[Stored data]
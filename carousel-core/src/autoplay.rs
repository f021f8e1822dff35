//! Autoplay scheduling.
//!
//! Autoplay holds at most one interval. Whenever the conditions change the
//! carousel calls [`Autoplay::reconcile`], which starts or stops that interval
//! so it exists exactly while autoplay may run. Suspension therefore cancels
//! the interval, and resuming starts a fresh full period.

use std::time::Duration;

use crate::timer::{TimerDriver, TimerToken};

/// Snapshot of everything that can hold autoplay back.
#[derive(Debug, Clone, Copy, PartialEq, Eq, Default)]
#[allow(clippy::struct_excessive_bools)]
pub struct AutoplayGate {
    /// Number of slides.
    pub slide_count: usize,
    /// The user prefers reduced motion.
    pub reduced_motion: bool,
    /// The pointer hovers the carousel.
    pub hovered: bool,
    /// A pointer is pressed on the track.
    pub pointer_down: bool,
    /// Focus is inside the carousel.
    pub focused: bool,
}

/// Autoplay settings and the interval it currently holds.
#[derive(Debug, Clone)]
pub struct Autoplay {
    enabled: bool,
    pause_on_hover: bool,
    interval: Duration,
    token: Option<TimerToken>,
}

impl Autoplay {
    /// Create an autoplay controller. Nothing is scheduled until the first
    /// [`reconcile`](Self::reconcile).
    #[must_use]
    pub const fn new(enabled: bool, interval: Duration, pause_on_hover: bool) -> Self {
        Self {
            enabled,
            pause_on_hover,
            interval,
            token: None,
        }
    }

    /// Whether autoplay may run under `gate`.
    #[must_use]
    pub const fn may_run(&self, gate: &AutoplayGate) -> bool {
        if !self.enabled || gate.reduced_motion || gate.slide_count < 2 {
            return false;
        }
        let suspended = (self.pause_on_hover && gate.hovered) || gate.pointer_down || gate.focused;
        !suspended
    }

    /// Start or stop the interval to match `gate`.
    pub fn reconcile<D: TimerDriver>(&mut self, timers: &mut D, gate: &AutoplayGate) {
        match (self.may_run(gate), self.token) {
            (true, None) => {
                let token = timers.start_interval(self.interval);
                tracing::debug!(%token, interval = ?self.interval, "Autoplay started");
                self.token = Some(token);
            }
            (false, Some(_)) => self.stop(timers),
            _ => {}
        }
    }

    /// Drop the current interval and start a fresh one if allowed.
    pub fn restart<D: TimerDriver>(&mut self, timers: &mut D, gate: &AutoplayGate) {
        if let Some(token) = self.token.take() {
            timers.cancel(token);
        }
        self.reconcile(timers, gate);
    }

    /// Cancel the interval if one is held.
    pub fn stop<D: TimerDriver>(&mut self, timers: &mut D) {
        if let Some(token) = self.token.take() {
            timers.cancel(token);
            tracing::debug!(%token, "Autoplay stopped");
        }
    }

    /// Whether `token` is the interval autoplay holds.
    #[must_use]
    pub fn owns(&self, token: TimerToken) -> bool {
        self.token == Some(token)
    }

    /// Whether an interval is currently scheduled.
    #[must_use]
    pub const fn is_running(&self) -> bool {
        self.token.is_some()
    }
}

- _Problem requirements_:
What this exercise asks for is every line of the data above with the word "fresh".

- _Response to the exercise_:
//! the interval, and resuming starts a fresh full period.
    /// Drop the current interval and start a fresh one if allowed.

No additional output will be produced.